LDAP Security Manager

Restriction: This topic applies only when the Enterprise Server feature is enabled.

You will need to create a security manager to get security rules from AD over LDAP, using the MLDAP ESM Module:

  1. Select the Security tab and click Add.
  2. Enter the following information:
    Fieldname Contents
    Name LDAP
    Module Name mldap_esm
    Connection Path The servername
    Authorized ID cn=AD-admin,cn=users,domain-DN, for example:

    cn=administrator,cn=users,DC=dept,DC=mydom,DC=com

    Password AD-password
  3. In the Configuration Information field, type a number of directives to alter the default behavior.

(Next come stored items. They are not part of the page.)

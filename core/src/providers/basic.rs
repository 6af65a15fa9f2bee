//! Plain members, angles, uuids and matrices

use byteorder::{BigEndian, ByteOrder, LittleEndian};

use crate::display::DisplayNode;
use crate::error::{InspectError, Result};
use crate::introspect::{TypeId, TypeKind, ValueHandle, offset_address};

use super::{ProviderContext, ProviderKind, SyntheticProvider, updated};

#[derive(Debug, Clone)]
enum Members {
    Fields(Vec<String>),
    Elements(usize),
    None,
}

#[derive(Debug, Clone)]
struct StructuralState {
    value: ValueHandle,
    members: Members,
}

/// A value's own structural members: struct fields by name, array elements as `[i]`
#[derive(Debug, Default)]
pub struct StructuralProvider {
    state: Option<StructuralState>,
}

impl SyntheticProvider for StructuralProvider {
    fn update(&mut self, cx: &ProviderContext<'_>, value: ValueHandle) -> Result<()> {
        self.state = None;
        let mem = cx.mem;

        let members = match mem.type_kind(value.ty)? {
            TypeKind::Struct => Members::Fields(mem.member_names(value.ty)?),
            TypeKind::Array => {
                let size = mem.byte_size(value.ty)?;
                let count = match mem.index(&value, 0) {
                    Ok(first) => size.checked_div(mem.byte_size(first.ty)?).unwrap_or(0),
                    Err(_) => 0,
                };
                Members::Elements(cx.limits.display_len(count))
            }
            _ => Members::None,
        };
        self.state = Some(StructuralState { value, members });
        Ok(())
    }

    fn child_count(&self, _cx: &ProviderContext<'_>) -> Result<usize> {
        Ok(match &updated(&self.state)?.members {
            Members::Fields(names) => names.len(),
            Members::Elements(count) => *count,
            Members::None => 0,
        })
    }

    fn child(&mut self, cx: &ProviderContext<'_>, index: usize) -> Result<DisplayNode> {
        let state = updated(&self.state)?;
        let len = self.child_count(cx)?;
        if index >= len {
            return Err(InspectError::IndexOutOfRange { index, len });
        }
        let member = cx.mem.index(&state.value, index)?;
        match &state.members {
            Members::Fields(names) => Ok(DisplayNode::typed(names[index].clone(), index, member)),
            _ => Ok(DisplayNode::element(index, index, member)),
        }
    }
}

/// `ezAngle`: radians at member 0, summarized in degrees
#[derive(Debug, Default)]
pub struct AngleProvider {
    members: StructuralProvider,
    radians: Option<f64>,
}

impl SyntheticProvider for AngleProvider {
    fn update(&mut self, cx: &ProviderContext<'_>, value: ValueHandle) -> Result<()> {
        self.radians = None;
        self.members.update(cx, value)?;
        self.radians = Some(cx.mem.as_float(&cx.mem.index(&value, 0)?)?);
        Ok(())
    }

    fn child_count(&self, cx: &ProviderContext<'_>) -> Result<usize> {
        self.members.child_count(cx)
    }

    fn child(&mut self, cx: &ProviderContext<'_>, index: usize) -> Result<DisplayNode> {
        self.members.child(cx, index)
    }

    fn summary(&self, _cx: &ProviderContext<'_>) -> Result<Option<String>> {
        let radians = *updated(&self.radians)?;
        Ok(Some(format!("{{ Degree={:.2}° }}", radians.to_degrees())))
    }
}

/// Canonical 8-4-4-4-12 text of a uuid stored as two little-endian halves
pub fn uuid_text(high: u64, low: u64) -> String {
    let mut high_bytes = [0u8; 8];
    let mut low_bytes = [0u8; 8];
    LittleEndian::write_u64(&mut high_bytes, high);
    LittleEndian::write_u64(&mut low_bytes, low);

    format!(
        "{:08x}-{:04x}-{:04x}-{:04x}-{:012x}",
        LittleEndian::read_u32(&high_bytes[0..4]),
        LittleEndian::read_u16(&high_bytes[4..6]),
        LittleEndian::read_u16(&high_bytes[6..8]),
        BigEndian::read_u16(&low_bytes[0..2]),
        BigEndian::read_uint(&low_bytes[2..8], 6),
    )
}

/// `ezUuid`: members `m_uiHigh`, `m_uiLow`
#[derive(Debug, Default)]
pub struct UuidProvider {
    members: StructuralProvider,
    text: Option<String>,
}

impl SyntheticProvider for UuidProvider {
    fn update(&mut self, cx: &ProviderContext<'_>, value: ValueHandle) -> Result<()> {
        self.text = None;
        self.members.update(cx, value)?;
        let high = cx.mem.try_unsigned(&cx.mem.index(&value, 0)?)?;
        let low = cx.mem.try_unsigned(&cx.mem.index(&value, 1)?)?;
        self.text = Some(uuid_text(high, low));
        Ok(())
    }

    fn child_count(&self, cx: &ProviderContext<'_>) -> Result<usize> {
        self.members.child_count(cx)
    }

    fn child(&mut self, cx: &ProviderContext<'_>, index: usize) -> Result<DisplayNode> {
        self.members.child(cx, index)
    }

    fn summary(&self, _cx: &ProviderContext<'_>) -> Result<Option<String>> {
        Ok(Some(updated(&self.text)?.clone()))
    }
}

#[derive(Debug, Clone, Copy)]
struct MatrixState {
    elements: ValueHandle,
    column_type: TypeId,
    column_stride: u64,
}

/// Square column-major matrix (`ezMat3`, `ezMat4`).
///
/// Children `Column0..`, each a vector over one column, then `m_fElementsCM`.
#[derive(Debug)]
pub struct MatrixProvider {
    dimension: usize,
    state: Option<MatrixState>,
}

impl MatrixProvider {
    pub fn new(dimension: usize) -> Self {
        Self {
            dimension,
            state: None,
        }
    }

    pub fn kind(&self) -> ProviderKind {
        match self.dimension {
            3 => ProviderKind::Mat3,
            _ => ProviderKind::Mat4,
        }
    }

    fn column_type_name(&self) -> &'static str {
        match self.dimension {
            3 => "ezVec3",
            _ => "ezVec4",
        }
    }
}

impl SyntheticProvider for MatrixProvider {
    fn update(&mut self, cx: &ProviderContext<'_>, value: ValueHandle) -> Result<()> {
        self.state = None;
        let mem = cx.mem;

        let elements = mem.field(&value, "m_fElementsCM")?;
        let n = self.dimension as u64;
        let element_size = mem.byte_size(elements.ty)? / (n * n);
        if element_size == 0 {
            return Err(InspectError::TypeMismatch(format!(
                "`{}` is too small for a {}x{} matrix",
                mem.type_name(elements.ty)?,
                n,
                n
            )));
        }

        self.state = Some(MatrixState {
            elements,
            column_type: mem.find_type(self.column_type_name())?,
            column_stride: element_size * n,
        });
        Ok(())
    }

    fn child_count(&self, _cx: &ProviderContext<'_>) -> Result<usize> {
        updated(&self.state)?;
        Ok(self.dimension + 1)
    }

    fn child(&mut self, _cx: &ProviderContext<'_>, index: usize) -> Result<DisplayNode> {
        let state = updated(&self.state)?;
        if index == self.dimension {
            return Ok(DisplayNode::typed("m_fElementsCM", index, state.elements));
        }
        if index > self.dimension {
            return Err(InspectError::IndexOutOfRange {
                index,
                len: self.dimension + 1,
            });
        }
        let base = state.elements.address()?;
        let column = ValueHandle::at(
            offset_address(base, index as u64, state.column_stride)?,
            state.column_type,
        );
        Ok(DisplayNode::typed(format!("Column{}", index), index, column))
    }
}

Configure this for your particular LDAP repository. A typical configuration based on the sample configuration would be:
    [LDAP]
    base=[domain DN]
    user class=user
    user container=CN=Users
    group container=CN=Enterprise Server User Groups,
      CN=Micro Focus,CN=Program Data
    resource container=CN=Enterprise Server Resources,
      CN=Micro Focus,CN=Program Data
    
    [Verify]
    mode=bind
    password type=AD
  4. Click Add

Note that in a production environment you would not want to use your AD administrative ID for the security manager, since that would create a security risk. It is shown only for convenience here.

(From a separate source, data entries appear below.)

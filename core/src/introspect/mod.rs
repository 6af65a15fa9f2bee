//! Memory Introspection API
//!
//! The single capability the engine consumes. A hosting debugger implements
//! [`MemoryIntrospection`] over the paused process; [`crate::snapshot::Snapshot`]
//! implements it over an in-memory image.
//!
//! All handles are plain `Copy` values borrowed for one update cycle. Nothing
//! here ever writes to inspected memory.

use byteorder::{ByteOrder, LittleEndian};
use serde::{Deserialize, Serialize};

use crate::error::{InspectError, Result};

/// Address in the inspected process
pub type Address = u64;

/// Opaque static type descriptor issued by the host
#[derive(Debug, Clone, Copy, PartialEq, Eq, Hash, PartialOrd, Ord)]
pub struct TypeId(pub u32);

/// A located, typed region of inspected memory
#[derive(Debug, Clone, Copy, PartialEq, Eq, Hash)]
pub struct ValueHandle {
    /// Base address; `None` when the value is not backed by memory
    pub address: Option<Address>,
    /// Static type of the region
    pub ty: TypeId,
}

impl ValueHandle {
    /// Handle for a region of `ty` at `address`
    pub fn at(address: Address, ty: TypeId) -> Self {
        Self {
            address: Some(address),
            ty,
        }
    }

    /// Base address, or [`InspectError::InvalidAddress`] if absent
    pub fn address(&self) -> Result<Address> {
        self.address.ok_or(InspectError::InvalidAddress)
    }

    /// Handle `bytes` further into memory, retyped as `ty`
    pub fn displaced(self, bytes: u64, ty: TypeId) -> Result<Self> {
        let address = match self.address {
            Some(address) => Some(offset_address(address, 1, bytes)?),
            None => None,
        };
        Ok(Self { address, ty })
    }

    /// Same region retyped
    pub fn with_type(self, ty: TypeId) -> Self {
        Self { ty, ..self }
    }
}

/// `base + index * stride`.
///
/// Bases and indices come from inspected memory, so the result may not fit the
/// address space; that case is [`InspectError::InvalidAddress`].
pub fn offset_address(base: Address, index: u64, stride: u64) -> Result<Address> {
    index
        .checked_mul(stride)
        .and_then(|offset| base.checked_add(offset))
        .ok_or(InspectError::InvalidAddress)
}

/// Encoding of a primitive value
#[derive(Debug, Clone, Copy, PartialEq, Eq, Serialize, Deserialize)]
#[serde(rename_all = "snake_case")]
pub enum ScalarEncoding {
    Unsigned,
    Signed,
    Float,
    Bool,
    Char,
}

/// Coarse classification of a type descriptor
#[derive(Debug, Clone, Copy, PartialEq, Eq)]
pub enum TypeKind {
    Scalar(ScalarEncoding),
    Pointer,
    Struct,
    Array,
    Enum,
}

/// One entry of a runtime enum member table
#[derive(Debug, Clone, PartialEq, Eq, Serialize, Deserialize)]
pub struct EnumMember {
    pub name: String,
    pub value: u64,
}

impl EnumMember {
    pub fn new(name: impl Into<String>, value: u64) -> Self {
        Self {
            name: name.into(),
            value,
        }
    }
}

/// Read-only access to a paused process's memory and type metadata.
///
/// Required methods mirror what a debugger exposes; provided methods build the
/// convenience reads the providers use on top of them.
pub trait MemoryIntrospection {
    /// Locate a named member of a struct value
    fn field(&self, handle: &ValueHandle, name: &str) -> Result<ValueHandle>;

    /// Locate the i-th structural member (struct field or array element)
    fn index(&self, handle: &ValueHandle, i: usize) -> Result<ValueHandle>;

    /// Read raw bytes from the inspected process
    fn read_memory(&self, address: Address, len: usize) -> Result<Vec<u8>>;

    /// Target type of a pointer type
    fn pointee_type(&self, ty: TypeId) -> Result<TypeId>;

    /// i-th generic argument of a templated type
    fn template_argument(&self, ty: TypeId, i: usize) -> Result<TypeId>;

    /// Size of a type in bytes
    fn byte_size(&self, ty: TypeId) -> Result<u64>;

    /// Fully qualified display name of a type
    fn type_name(&self, ty: TypeId) -> Result<String>;

    /// Classification of a type
    fn type_kind(&self, ty: TypeId) -> Result<TypeKind>;

    /// Fixed-length array type of `count` elements
    fn array_type(&self, element: TypeId, count: u64) -> Result<TypeId>;

    /// Look up a type by name
    fn find_type(&self, name: &str) -> Result<TypeId>;

    /// Member table of an enum type
    fn enum_members(&self, ty: TypeId) -> Result<Vec<EnumMember>>;

    /// The host's own rendering of a primitive value
    fn scalar_text(&self, handle: &ValueHandle) -> Result<String>;

    /// Names of a struct type's structural members, in `index` order
    fn member_names(&self, ty: TypeId) -> Result<Vec<String>>;

    /// Static type of a handle
    fn type_of(&self, handle: &ValueHandle) -> TypeId {
        handle.ty
    }

    /// Concrete location, used for identity comparisons
    fn load_address(&self, handle: &ValueHandle) -> Result<Address> {
        handle.address()
    }

    /// Read `count` bytes starting at the handle's address
    fn read_bytes(&self, handle: &ValueHandle, count: usize) -> Result<Vec<u8>> {
        self.read_memory(handle.address()?, count)
    }

    /// Value of an integral handle (1 to 8 bytes, little-endian)
    fn try_unsigned(&self, handle: &ValueHandle) -> Result<u64> {
        let size = self.byte_size(handle.ty)? as usize;
        if size == 0 || size > 8 {
            return Err(InspectError::TypeMismatch(format!(
                "{}-byte value is not an integer",
                size
            )));
        }
        let bytes = self.read_bytes(handle, size)?;
        Ok(LittleEndian::read_uint(&bytes, size))
    }

    /// Value of an integral handle, or `default` when unreadable
    fn as_unsigned(&self, handle: &ValueHandle, default: u64) -> u64 {
        self.try_unsigned(handle).unwrap_or(default)
    }

    /// Value of a 4- or 8-byte floating point handle
    fn as_float(&self, handle: &ValueHandle) -> Result<f64> {
        match self.byte_size(handle.ty)? {
            4 => Ok(LittleEndian::read_f32(&self.read_bytes(handle, 4)?) as f64),
            8 => Ok(LittleEndian::read_f64(&self.read_bytes(handle, 8)?)),
            size => Err(InspectError::TypeMismatch(format!(
                "{}-byte value is not a float",
                size
            ))),
        }
    }

    /// Reinterpret the handle's address as `count` elements of `element`
    fn array_of(&self, handle: &ValueHandle, element: TypeId, count: u64) -> Result<ValueHandle> {
        Ok(handle.with_type(self.array_type(element, count)?))
    }

    /// Cast an address to a named type
    fn reinterpret(&self, address: Address, type_name: &str) -> Result<ValueHandle> {
        let ty = self.find_type(type_name)?;
        Ok(ValueHandle::at(address, ty))
    }

    /// Address stored in a pointer value
    fn pointer_value(&self, handle: &ValueHandle) -> Result<Address> {
        if self.type_kind(handle.ty)? != TypeKind::Pointer {
            return Err(InspectError::NotAPointer(self.type_name(handle.ty)?));
        }
        self.try_unsigned(handle)
    }

    /// Follow a pointer to the value it targets
    fn deref(&self, pointer: &ValueHandle) -> Result<ValueHandle> {
        let pointee = self.pointee_type(pointer.ty)?;
        match self.pointer_value(pointer)? {
            0 => Err(InspectError::InvalidAddress),
            target => Ok(ValueHandle::at(target, pointee)),
        }
    }

    /// Base address of the elements a member designates.
    ///
    /// Pointer members designate their target; inline storage designates itself.
    fn element_base(&self, handle: &ValueHandle) -> Result<Address> {
        match self.type_kind(handle.ty)? {
            TypeKind::Pointer => self.pointer_value(handle),
            _ => handle.address(),
        }
    }
}

#[cfg(test)]
mod tests {
    use super::*;

    #[test]
    fn test_offset_address_rejects_overflow() {
        assert_eq!(offset_address(0x1000, 3, 4), Ok(0x100c));
        assert_eq!(offset_address(u64::MAX, 0, 4), Ok(u64::MAX));
        assert_eq!(offset_address(u64::MAX, 1, 4), Err(InspectError::InvalidAddress));
        assert_eq!(offset_address(0, u64::MAX, 2), Err(InspectError::InvalidAddress));
    }

    #[test]
    fn test_displaced_keeps_missing_address() {
        let register = ValueHandle {
            address: None,
            ty: TypeId(0),
        };
        assert_eq!(register.displaced(8, TypeId(1)).unwrap().address, None);
        assert_eq!(
            ValueHandle::at(u64::MAX - 1, TypeId(0)).displaced(4, TypeId(1)),
            Err(InspectError::InvalidAddress)
        );
    }
}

In production, you would use an ID that had only the necessary permission for the repository, based on your intended use. (Basic ES security functions only need read access to the user information and the folders under cn=Micro Focus,cn=Program Data. If you want to use MFDS to administer ES groups and resources under LDAP, you have to use an account that also has write permission to the MF program data objects.)